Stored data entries

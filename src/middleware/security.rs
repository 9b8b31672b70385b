//! Security headers middleware

use axum::{
    extract::Request,
    http::{header, HeaderValue},
    middleware::Next,
    response::Response,
};

/// Response headers for a JSON-only API
pub async fn security_headers(request: Request, next: Next) -> Response {
    let mut response = next.run(request).await;
    let headers = response.headers_mut();

    headers.insert(
        header::X_CONTENT_TYPE_OPTIONS,
        HeaderValue::from_static("nosniff"),
    );
    headers.insert(header::X_FRAME_OPTIONS, HeaderValue::from_static("DENY"));
    headers.insert(header::REFERRER_POLICY, HeaderValue::from_static("no-referrer"));
    headers.insert(
        header::CONTENT_SECURITY_POLICY,
        HeaderValue::from_static("default-src 'none'; frame-ancestors 'none'"),
    );
    headers.insert(header::CACHE_CONTROL, HeaderValue::from_static("no-store"));

    response
}

/// HSTS; only layered in production, behind TLS
pub async fn hsts_header(request: Request, next: Next) -> Response {
    let mut response = next.run(request).await;

    response.headers_mut().insert(
        header::STRICT_TRANSPORT_SECURITY,
        HeaderValue::from_static("max-age=31536000; includeSubDomains"),
    );

    response
}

Problem description
Show me every line of the entries above that holds "only".

Exercise solution
/// Response headers for a JSON-only API
/// HSTS; only layered in production, behind TLS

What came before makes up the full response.